Work instructions —
Report back every line of the entries that contains "than", exactly as written.

Information supplied —
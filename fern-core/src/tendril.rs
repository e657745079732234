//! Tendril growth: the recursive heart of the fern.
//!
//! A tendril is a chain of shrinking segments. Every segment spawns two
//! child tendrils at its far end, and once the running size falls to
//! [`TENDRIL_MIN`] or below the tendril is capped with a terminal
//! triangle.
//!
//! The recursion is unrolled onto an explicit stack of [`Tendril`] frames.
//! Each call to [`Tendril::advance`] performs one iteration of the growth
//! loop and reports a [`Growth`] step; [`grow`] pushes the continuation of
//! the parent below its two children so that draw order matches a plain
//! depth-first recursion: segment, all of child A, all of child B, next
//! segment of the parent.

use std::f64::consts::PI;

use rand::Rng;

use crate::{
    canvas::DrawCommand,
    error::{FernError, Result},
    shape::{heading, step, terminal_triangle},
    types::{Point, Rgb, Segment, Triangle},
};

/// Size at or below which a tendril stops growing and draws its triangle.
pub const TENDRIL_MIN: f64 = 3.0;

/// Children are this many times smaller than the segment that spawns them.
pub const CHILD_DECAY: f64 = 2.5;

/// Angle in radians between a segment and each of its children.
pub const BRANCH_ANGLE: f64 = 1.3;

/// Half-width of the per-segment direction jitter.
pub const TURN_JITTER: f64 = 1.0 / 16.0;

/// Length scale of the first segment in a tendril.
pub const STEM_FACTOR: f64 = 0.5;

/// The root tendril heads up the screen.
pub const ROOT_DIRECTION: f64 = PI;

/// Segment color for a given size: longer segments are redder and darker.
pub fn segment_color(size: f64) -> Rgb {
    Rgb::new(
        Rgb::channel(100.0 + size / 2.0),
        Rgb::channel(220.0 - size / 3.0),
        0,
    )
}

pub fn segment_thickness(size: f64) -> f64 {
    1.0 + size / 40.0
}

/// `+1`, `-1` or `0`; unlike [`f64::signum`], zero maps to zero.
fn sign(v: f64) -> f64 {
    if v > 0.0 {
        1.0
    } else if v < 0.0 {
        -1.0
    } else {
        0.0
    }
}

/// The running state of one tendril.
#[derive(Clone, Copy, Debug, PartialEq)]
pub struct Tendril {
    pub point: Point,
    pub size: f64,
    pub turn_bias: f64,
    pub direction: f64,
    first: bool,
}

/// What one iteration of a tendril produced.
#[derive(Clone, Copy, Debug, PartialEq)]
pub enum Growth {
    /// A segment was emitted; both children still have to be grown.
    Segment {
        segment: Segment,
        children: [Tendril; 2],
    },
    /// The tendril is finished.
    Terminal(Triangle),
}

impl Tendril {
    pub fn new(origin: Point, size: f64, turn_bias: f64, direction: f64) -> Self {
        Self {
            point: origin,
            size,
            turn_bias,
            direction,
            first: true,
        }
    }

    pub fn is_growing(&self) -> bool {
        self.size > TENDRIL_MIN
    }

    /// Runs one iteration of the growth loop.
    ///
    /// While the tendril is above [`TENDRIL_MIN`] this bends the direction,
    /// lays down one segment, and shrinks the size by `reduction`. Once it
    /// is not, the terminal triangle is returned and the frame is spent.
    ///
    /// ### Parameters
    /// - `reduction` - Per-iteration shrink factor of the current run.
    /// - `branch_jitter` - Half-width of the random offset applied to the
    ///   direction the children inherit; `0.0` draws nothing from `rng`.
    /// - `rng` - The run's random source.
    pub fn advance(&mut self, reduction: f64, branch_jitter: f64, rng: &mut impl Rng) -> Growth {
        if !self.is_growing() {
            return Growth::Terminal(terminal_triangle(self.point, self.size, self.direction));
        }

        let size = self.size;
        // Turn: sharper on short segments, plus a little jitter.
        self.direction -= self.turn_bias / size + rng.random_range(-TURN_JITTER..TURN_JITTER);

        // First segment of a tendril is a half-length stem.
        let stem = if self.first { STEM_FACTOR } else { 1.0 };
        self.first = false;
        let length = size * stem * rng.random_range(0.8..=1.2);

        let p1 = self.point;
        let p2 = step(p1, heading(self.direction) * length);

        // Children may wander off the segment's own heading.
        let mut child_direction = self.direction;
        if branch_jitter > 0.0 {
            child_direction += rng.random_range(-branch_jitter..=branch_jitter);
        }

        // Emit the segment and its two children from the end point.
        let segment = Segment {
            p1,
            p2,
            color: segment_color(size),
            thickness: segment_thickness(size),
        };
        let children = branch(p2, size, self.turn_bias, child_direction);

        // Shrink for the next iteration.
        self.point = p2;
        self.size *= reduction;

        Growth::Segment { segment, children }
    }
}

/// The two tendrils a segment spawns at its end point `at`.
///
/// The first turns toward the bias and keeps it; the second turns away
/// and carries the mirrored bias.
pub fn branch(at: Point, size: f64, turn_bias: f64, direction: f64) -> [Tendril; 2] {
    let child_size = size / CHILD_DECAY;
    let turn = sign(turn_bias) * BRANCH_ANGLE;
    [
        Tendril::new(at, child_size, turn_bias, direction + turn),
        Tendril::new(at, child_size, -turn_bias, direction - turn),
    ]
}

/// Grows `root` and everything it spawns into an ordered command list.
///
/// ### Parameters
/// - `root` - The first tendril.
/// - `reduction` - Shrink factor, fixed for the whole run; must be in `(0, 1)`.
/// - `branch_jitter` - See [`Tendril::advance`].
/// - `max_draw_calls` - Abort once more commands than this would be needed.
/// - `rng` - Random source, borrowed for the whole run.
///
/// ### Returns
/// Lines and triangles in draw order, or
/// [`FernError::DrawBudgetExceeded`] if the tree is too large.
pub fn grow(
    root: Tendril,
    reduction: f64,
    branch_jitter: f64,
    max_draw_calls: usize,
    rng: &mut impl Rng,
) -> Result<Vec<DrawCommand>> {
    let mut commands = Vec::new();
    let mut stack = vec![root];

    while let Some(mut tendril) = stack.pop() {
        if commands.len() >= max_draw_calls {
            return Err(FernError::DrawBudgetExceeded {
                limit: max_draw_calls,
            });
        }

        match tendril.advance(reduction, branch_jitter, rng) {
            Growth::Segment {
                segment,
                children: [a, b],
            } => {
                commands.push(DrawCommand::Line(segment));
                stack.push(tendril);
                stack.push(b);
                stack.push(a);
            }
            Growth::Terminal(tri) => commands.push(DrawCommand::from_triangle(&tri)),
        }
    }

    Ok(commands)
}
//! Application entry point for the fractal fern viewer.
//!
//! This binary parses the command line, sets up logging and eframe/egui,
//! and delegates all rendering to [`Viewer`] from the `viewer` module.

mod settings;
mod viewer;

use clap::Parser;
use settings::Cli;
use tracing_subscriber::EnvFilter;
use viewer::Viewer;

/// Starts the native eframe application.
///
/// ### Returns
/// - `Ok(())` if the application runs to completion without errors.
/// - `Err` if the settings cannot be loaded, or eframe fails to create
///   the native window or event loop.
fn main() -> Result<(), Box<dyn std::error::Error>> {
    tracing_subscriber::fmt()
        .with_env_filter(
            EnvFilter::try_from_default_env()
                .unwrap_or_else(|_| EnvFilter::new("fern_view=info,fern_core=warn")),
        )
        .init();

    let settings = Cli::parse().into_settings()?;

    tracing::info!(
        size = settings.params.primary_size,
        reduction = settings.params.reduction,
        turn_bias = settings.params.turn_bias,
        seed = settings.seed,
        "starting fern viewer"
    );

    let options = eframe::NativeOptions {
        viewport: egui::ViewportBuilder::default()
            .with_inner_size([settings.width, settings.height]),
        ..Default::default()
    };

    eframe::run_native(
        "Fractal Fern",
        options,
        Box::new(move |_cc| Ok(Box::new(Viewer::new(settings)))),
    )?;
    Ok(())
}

Task result —
/// Children are this many times smaller than the segment that spawns them.
/// - `max_draw_calls` - Abort once more commands than this would be needed.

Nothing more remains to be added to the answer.